The recent holiday retail sales figures published by NRF are proof positive as sales through ‘stores’ rose by 3% – down from 5.6% in 2011 – while online sales grew by 11.1%. While these channel patterns are not expected to change dramatically, what we are beginning to see – as evidenced by a number of innovative releases at NRF – is that solutions to deliver a true integrated omni-channel solution for retailers are increasingly viable and that retailers are serious about delivering this experience. To that effect, some of the key themes and unique announcements observed during NRF 2013 include:
• The power of the associate. Retail associates represent one of – if not THE – key competitive advantage of traditional retailers. Yet they frequently not treated as such. Clearly high turnover of associates contributes to retailers challenges. However, retail associates need to be better leveraged – and trained – to support the increasingly educated consumer. This means equipping retail associates with solutions to enable real time access to critical product and inventory data and communications and collaboration capabilities within the retail setting. Innovative solutions such as Motorola’s SB1 smart badge are a cost effective example of how retailers can empower and support their associates.
• The integrated retail experience. The industry has been discussing omni-channel retailing for several years. However, the reality never quite lived up to the promise. What we are starting to witness, however, is that for select items – such as apparel or DIY products – fulfillment from store locations is gaining a lot of attention by retailers. Moreover, the seamless integration of the online store-front with the in-store retail solutions is delivering the capability where, for example, Home Depot can fulfill an order it received within 20 minutes by an in-store associate.
• More actionable analytics. For an industry with such slim margins it is incredible how little retail decision makers really know about their operations. Ask how long it takes to run a price mark-up/down and a blank stare will be a common response. Workforce management analytics and the dashboards that make the data readily accessible are the often overlooked, yet exceedingly important tools for retailers in today’s hyper-competitive climate where decisions need to be made spontaneously, often in a highly distributed manner.
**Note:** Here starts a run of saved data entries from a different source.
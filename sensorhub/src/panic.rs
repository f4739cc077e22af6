//! Panic Detector & Recovery Sequencer.
//!
//! The hub runs one of two bus slave programs. The normal one serves the
//! feature banks and answers `0xFF` for unknown banks; the panic handler
//! only serves [`PANIC_BANK`] and answers `0x00` for everything else. So an
//! interrupt with no active event is the hint, and the handoff command on
//! the panic bank is the proof: only a panicked hub answers it with
//! [`PANIC_RESP_CHECK`].
//!
//! ```text
//! Normal -> Checking -> Normal                      (not a panic)
//!                    -> Resetting -> ReloadingFirmware -> Recovering -> Normal
//! ```

use alloc::boxed::Box;
use core::sync::atomic::{AtomicU8, AtomicUsize, Ordering};

use log::{debug, error, info};
use num_enum::{IntoPrimitive, TryFromPrimitive};
use spin::Mutex;

use crate::{
    Mode, PANIC_BANK, PanicSlot, SensorHub,
    broker::BusGuard,
    err::{HubError, Result, check_len},
    reset,
};

/// Panic handoff command.
pub const PANIC_CMD_CHECK: u8 = 0xCD;
/// Answer of a panicked hub to [`PANIC_CMD_CHECK`].
pub const PANIC_RESP_CHECK: u32 = 0xDEAD_BEEF;
pub const PANIC_RESP_LEN: usize = 4;

#[derive(Default, Debug, Clone, Copy, PartialEq, Eq, IntoPrimitive, TryFromPrimitive)]
#[repr(u8)]
pub enum PanicState {
    #[default]
    Normal,
    Checking,
    Resetting,
    ReloadingFirmware,
    Recovering,
}

#[derive(Debug, Clone, Copy, PartialEq, Eq)]
pub enum PanicOutcome {
    /// The hub answered like a healthy hub, nothing was done.
    NotConfirmed,
    /// The hub was reset, reflashed and every recovery callback ran.
    Recovered,
    /// Another check or recovery was already running.
    InProgress,
}

pub struct PanicSequencer {
    state: AtomicU8,
    running: Mutex<()>,
    recoveries: AtomicUsize,
}

impl PanicSequencer {
    pub fn new() -> Self {
        Self {
            state: AtomicU8::new(PanicState::Normal.into()),
            running: Mutex::new(()),
            recoveries: AtomicUsize::new(0),
        }
    }

    pub fn state(&self) -> PanicState {
        PanicState::try_from(self.state.load(Ordering::Acquire)).unwrap_or_default()
    }

    pub fn recoveries(&self) -> usize {
        self.recoveries.load(Ordering::Acquire)
    }

    fn enter(&self, state: PanicState) {
        debug!("panic state -> {state:?}");
        self.state.store(state.into(), Ordering::Release);
    }

    /// Confirm a hub panic and recover from it.
    ///
    /// Blocks for the reset settle time and a full firmware download when
    /// the panic is real, so it must run in a context that may sleep.
    pub(crate) fn process(&self, hub: &SensorHub) -> PanicOutcome {
        let Some(_running) = self.running.try_lock() else {
            info!("hub panic handling already in progress");
            return PanicOutcome::InProgress;
        };

        self.enter(PanicState::Checking);
        let mut bus = hub.broker().lock();
        if let Err(e) = confirm(&mut bus) {
            info!("Unknown IRQ status! hub panic handoff: {e}");
            drop(bus);
            self.enter(PanicState::Normal);
            return PanicOutcome::NotConfirmed;
        }

        error!("Detected hub panic, reset hub!");
        self.enter(PanicState::Resetting);
        let mode = bus.mode();
        bus.set_mode(Mode::Boot);
        let config = hub.config();
        reset::hw_reset(config.variant, hub.hal(), hub.osal());
        hub.osal().delay(config.panic_settle);

        self.enter(PanicState::ReloadingFirmware);
        match hub.hal().load_firmware(bus.transport(), false) {
            Ok(fw) => bus.set_firmware(Some(fw)),
            Err(e) => {
                let err = HubError::FirmwareReloadFailed(Box::new(e));
                error!("Failed to restart hub: {err}");
                hub.hal().halt(&err);
            }
        }
        bus.set_mode(mode);
        drop(bus);

        self.enter(PanicState::Recovering);
        for slot in PanicSlot::ALL {
            if let Some(handler) = hub.panic_registry().get(slot) {
                info!("Calling {} as hub restarted!", slot.name());
                handler.restore(hub);
            }
        }

        self.recoveries.fetch_add(1, Ordering::AcqRel);
        self.enter(PanicState::Normal);
        info!("hub panic recovery done");
        PanicOutcome::Recovered
    }
}

impl Default for PanicSequencer {
    fn default() -> Self {
        Self::new()
    }
}

/// Send the handoff command. `Ok` only when the hub answers with exactly
/// the magic value.
fn confirm(bus: &mut BusGuard<'_>) -> Result {
    let mut buf = [0u8; PANIC_RESP_LEN];
    buf[0] = PANIC_BANK;
    buf[1] = PANIC_CMD_CHECK;

    let n = bus.write_read(&mut buf, 2, PANIC_RESP_LEN)?;
    check_len(PANIC_RESP_LEN, n)?;

    let resp = u32::from_le_bytes(buf);
    if resp != PANIC_RESP_CHECK {
        debug!("panic handoff answered {resp:#010x}");
        return Err(HubError::PanicNotConfirmed);
    }
    Ok(())
}
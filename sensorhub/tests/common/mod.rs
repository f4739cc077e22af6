#![allow(dead_code)]

use std::sync::Arc;

use hub_sim::SimHub;
use sensorhub::{HubConfig, SensorHub};

pub fn init_log() {
    let _ = env_logger::builder()
        .filter_level(log::LevelFilter::Debug)
        .is_test(true)
        .try_init();
}

/// Probed but not yet initialized hub.
pub fn probed() -> (Arc<SensorHub>, SimHub) {
    probed_with(HubConfig::default())
}

pub fn probed_with(config: HubConfig) -> (Arc<SensorHub>, SimHub) {
    init_log();
    let sim = SimHub::new();
    let hub = SensorHub::probe(sim.clone(), sim.clone(), sim.clone(), config);
    (hub, sim)
}

/// Hub running firmware in normal mode, board log cleared.
pub fn running() -> (Arc<SensorHub>, SimHub) {
    let (hub, sim) = probed();
    hub.initialize().unwrap();
    sim.clear_log();
    (hub, sim)
}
Solution providers such as Kronos and their recently introduced Workforce Tablet Analytics will assist retailers in deriving real value from Big Data.
• Store format changes. One of the biggest changes we are in the midst of witnessing is the dramatic shift in POS infrastructure. While traditional ‘fixed’ POS stations remain the defacto solution, the rate at which retail organizations are investing in mobile POS and payment solutions and, equally importantly, the rate at which they are NOT upgrading legacy POS solutions. Unique solutions from established payment vendors such as Verifone and Ingenico that enable secure payment across a variety of mobile devices – such as tablets and smartphones – and the integration of new payment types with existing retail infrastructure (thing PayPal and NCR) is driving massive change. While mobile POS offers some clear benefits in the form of improved service quality, speed of sales process and personalization of shopping experience it is not until this year when we expect a fundamental shift towards mobile payment. One major question, however, is whether mobile can sufficiently withstand the rush of a seasonal shopping season such as end of year holiday season.
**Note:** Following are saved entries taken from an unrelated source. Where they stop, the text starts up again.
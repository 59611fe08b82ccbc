//! Win and draw detection.
//!
//! [`WinDrawEvaluator::evaluate`] inspects the aggregate state and reports at
//! most one outcome. Conditions are checked in priority order:
//!
//! 1. One fleet fully sunk: the other player wins (`all_ships_sunk`)
//! 2. A player surrendered or left: the other player wins (`surrender`)
//! 3. A player is disconnected and may not (or no longer may) return: the
//!    other player wins (`disconnection`)
//! 4. Both fleets sunk: draw (`mutual_destruction`)
//! 5. The turn counter reached `max_turns`: draw (`turn_limit`)
//! 6. `stalemate_turns` turns in a row without a hit: draw (`stalemate`)
//!
//! Once a match has an outcome it is returned unchanged by every later call.

use serde::{Deserialize, Serialize};
use std::fmt;

use crate::ids::PlayerId;
use crate::player::{ConnectionStatus, Player};
use crate::state::{GamePhase, GameStateData};

/// Why a match ended.
#[derive(Debug, Copy, Clone, PartialEq, Eq, Hash, Serialize, Deserialize)]
#[serde(rename_all = "snake_case")]
pub enum EndReason {
    /// Every ship of the loser sank.
    AllShipsSunk,
    /// The loser surrendered or left.
    Surrender,
    /// The loser disconnected for good.
    Disconnection,
    /// The turn ceiling was reached.
    TurnLimit,
    /// Too many turns without a hit.
    Stalemate,
    /// Both fleets sank in the same action.
    MutualDestruction,
    /// An internal inconsistency stopped the match.
    Aborted,
}

impl fmt::Display for EndReason {
    fn fmt(&self, f: &mut fmt::Formatter<'_>) -> fmt::Result {
        let name = match self {
            Self::AllShipsSunk => "all_ships_sunk",
            Self::Surrender => "surrender",
            Self::Disconnection => "disconnection",
            Self::TurnLimit => "turn_limit",
            Self::Stalemate => "stalemate",
            Self::MutualDestruction => "mutual_destruction",
            Self::Aborted => "aborted",
        };
        f.write_str(name)
    }
}

/// Final figures of one player.
#[derive(Debug, Clone, PartialEq, Serialize, Deserialize)]
pub struct PlayerSummary {
    /// The player.
    pub player: PlayerId,
    /// Attacks made.
    pub shots_fired: u32,
    /// Attacks that struck a ship.
    pub shots_hit: u32,
    /// Hits per shot.
    pub accuracy: f64,
    /// Critical hits landed.
    pub critical_hits: u32,
    /// Hit points removed from enemy ships.
    pub damage_dealt: u32,
    /// Hit points lost.
    pub damage_taken: u32,
    /// Enemy ships sunk.
    pub ships_sunk: u32,
    /// Own ships afloat.
    pub ships_remaining: usize,
}

impl PlayerSummary {
    fn of(player: &Player) -> Self {
        let stats = player.stats();
        Self {
            player: player.id(),
            shots_fired: stats.shots_fired,
            shots_hit: stats.shots_hit,
            accuracy: stats.accuracy(),
            critical_hits: stats.critical_hits,
            damage_dealt: stats.damage_dealt,
            damage_taken: stats.damage_taken,
            ships_sunk: stats.ships_sunk,
            ships_remaining: player.ships_remaining(),
        }
    }
}

/// Figures frozen when the match ends.
#[derive(Debug, Clone, PartialEq, Serialize, Deserialize)]
pub struct EndGameStatistics {
    /// Unpaused battle time.
    pub duration_ms: u64,
    /// Completed turns.
    pub turns: u32,
    /// Per-player figures, in seat order.
    pub players: Vec<PlayerSummary>,
}

impl EndGameStatistics {
    /// Computes the figures from the current state.
    #[must_use]
    pub fn collect(data: &GameStateData, now_ms: u64) -> Self {
        Self {
            duration_ms: data.timers.battle_elapsed(now_ms),
            turns: data.turn_number,
            players: data.players.iter().map(PlayerSummary::of).collect(),
        }
    }
}

/// Verdict of the evaluator.
#[derive(Debug, Clone, PartialEq, Serialize, Deserialize)]
pub struct GameOutcome {
    /// Whether the match is over.
    pub is_game_over: bool,
    /// Winner, if any.
    pub winner: Option<PlayerId>,
    /// Loser, if any.
    pub loser: Option<PlayerId>,
    /// Why it ended.
    pub reason: Option<EndReason>,
    /// Whether nobody won.
    pub is_draw: bool,
    /// Final figures, attached when the match is finalized.
    pub statistics: Option<EndGameStatistics>,
}

impl GameOutcome {
    /// The match goes on.
    #[must_use]
    pub fn ongoing() -> Self {
        Self {
            is_game_over: false,
            winner: None,
            loser: None,
            reason: None,
            is_draw: false,
            statistics: None,
        }
    }

    /// `winner` beat `loser`.
    #[must_use]
    pub fn victory(winner: PlayerId, loser: PlayerId, reason: EndReason) -> Self {
        Self {
            is_game_over: true,
            winner: Some(winner),
            loser: Some(loser),
            reason: Some(reason),
            is_draw: false,
            statistics: None,
        }
    }

    /// Nobody won.
    #[must_use]
    pub fn draw(reason: EndReason) -> Self {
        Self {
            is_game_over: true,
            winner: None,
            loser: None,
            reason: Some(reason),
            is_draw: true,
            statistics: None,
        }
    }

    /// The match was stopped by an internal inconsistency.
    #[must_use]
    pub fn aborted() -> Self {
        Self {
            is_game_over: true,
            winner: None,
            loser: None,
            reason: Some(EndReason::Aborted),
            is_draw: false,
            statistics: None,
        }
    }
}

/// Stateless win/draw detection.
#[derive(Debug, Clone, Copy, Default)]
pub struct WinDrawEvaluator;

impl WinDrawEvaluator {
    /// Evaluates the match.
    ///
    /// Returns the stored outcome of a finished match, and
    /// [`GameOutcome::ongoing`] while fewer than two players have joined.
    #[must_use]
    pub fn evaluate(data: &GameStateData, now_ms: u64) -> GameOutcome {
        if let Some(outcome) = &data.outcome {
            return outcome.clone();
        }
        let [first, second] = data.players.as_slice() else {
            return GameOutcome::ongoing();
        };
        let in_battle = data.phase == GamePhase::Battle;

        if in_battle {
            match (first.all_ships_sunk(), second.all_ships_sunk()) {
                (true, false) => {
                    return GameOutcome::victory(second.id(), first.id(), EndReason::AllShipsSunk)
                }
                (false, true) => {
                    return GameOutcome::victory(first.id(), second.id(), EndReason::AllShipsSunk)
                }
                _ => {}
            }
        }

        if let Some(outcome) = Self::forfeit(first, second, |p| !p.is_active(), EndReason::Surrender) {
            return outcome;
        }

        let policy = data.config.reconnection;
        let gone = |p: &Player| match p.connection() {
            ConnectionStatus::Connected => false,
            ConnectionStatus::Disconnected { since } => {
                !policy.allowed
                    || policy
                        .grace_period_ms
                        .is_some_and(|grace| now_ms.saturating_sub(since) > grace)
            }
        };
        if let Some(outcome) = Self::forfeit(first, second, gone, EndReason::Disconnection) {
            return outcome;
        }

        if !in_battle {
            return GameOutcome::ongoing();
        }
        if first.all_ships_sunk() && second.all_ships_sunk() {
            return GameOutcome::draw(EndReason::MutualDestruction);
        }
        if data
            .config
            .max_turns
            .is_some_and(|max| data.turn_number >= max)
        {
            return GameOutcome::draw(EndReason::TurnLimit);
        }
        if data.turns_since_last_hit >= data.config.stalemate_turns {
            return GameOutcome::draw(EndReason::Stalemate);
        }
        GameOutcome::ongoing()
    }

    /// The first player (in seat order) matching `lost` forfeits to the other.
    fn forfeit(
        first: &Player,
        second: &Player,
        lost: impl Fn(&Player) -> bool,
        reason: EndReason,
    ) -> Option<GameOutcome> {
        if lost(first) {
            Some(GameOutcome::victory(second.id(), first.id(), reason))
        } else if lost(second) {
            Some(GameOutcome::victory(first.id(), second.id(), reason))
        } else {
            None
        }
    }
}
//! Bounded snapshot history.
//!
//! Snapshots are full copies of [`GameStateData`] kept for replay and
//! debugging. The ring holds the most recent `max_snapshots`; the oldest is
//! evicted first.

use serde::{Deserialize, Serialize};

use broadside_history::RingBuffer;

use crate::state::GameStateData;

/// A copy of the match state at one point in time.
#[derive(Debug, Clone, PartialEq, Serialize, Deserialize)]
pub struct StateSnapshot {
    /// Completed turns when taken.
    pub turn: u32,
    /// Unix milliseconds when taken.
    pub taken_at: u64,
    /// The state.
    pub data: GameStateData,
}

/// Ring of the most recent snapshots.
#[derive(Debug, Clone)]
pub struct SnapshotRing {
    ring: RingBuffer<StateSnapshot>,
}

impl SnapshotRing {
    /// Creates a ring holding `capacity` snapshots (at least one).
    #[must_use]
    pub fn new(capacity: usize) -> Self {
        Self {
            ring: RingBuffer::with_capacity(capacity),
        }
    }

    /// Stores a snapshot, evicting the oldest when full.
    pub fn push(&mut self, snapshot: StateSnapshot) {
        self.ring.push(snapshot);
    }

    /// Newest snapshot.
    #[must_use]
    pub fn latest(&self) -> Option<&StateSnapshot> {
        self.ring.newest()
    }

    /// Snapshots, oldest first.
    pub fn iter(&self) -> impl Iterator<Item = &StateSnapshot> + '_ {
        self.ring.iter()
    }

    /// Snapshot taken at `turn`, if still retained.
    #[must_use]
    pub fn at_turn(&self, turn: u32) -> Option<&StateSnapshot> {
        self.ring.iter().filter(|s| s.turn == turn).last()
    }

    /// Number retained.
    #[must_use]
    pub fn len(&self) -> usize {
        self.ring.len()
    }

    /// Whether none are retained.
    #[must_use]
    pub fn is_empty(&self) -> bool {
        self.ring.is_empty()
    }

    /// Maximum retained.
    #[must_use]
    pub fn capacity(&self) -> usize {
        self.ring.capacity()
    }
}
• Store format changes, part II. One of the other developments and trends we discussed and are tracking is related to the fluidity of the retail operation and the ability for retailers to more rapidly respond to quick shifts in the market. An impact of this is the shift to smaller footprint store formats and larger warehouses or more warehouse space. Technologies that allow retailers to be more responsive to rapid changes in demand or product mix and do so on a individual store basis are increasingly critical.
• Microsoft’s Windows 8 Embedded Handheld. While there has been much anticipation and debate leading up to Microsoft’s official release of their next generation OS for enterprise/ruggedized mobile devices, the cat is finally out of the bag. Among other developments, Microsoft is delivering UI upgrades to bring this platform on par with modern mobile platforms and some of the prototypes we previewed were truly transformational. As expected, there is a clean break from the existing Windows Embedded Handheld 6.5 – which Microsoft will continue to support through 2020. What was perhaps not expected was that the launch will be coordinated with a select group of OEM partners, unlike the broad availability of existing solutions. Microsoft is clearly taking a page out of the Windows 8 launch program. While the volume hit will be negligible – launch partners account for approximately 60% of rugged handheld shipments – in the case of the niche-oriented and still fragmented market, this may backfire.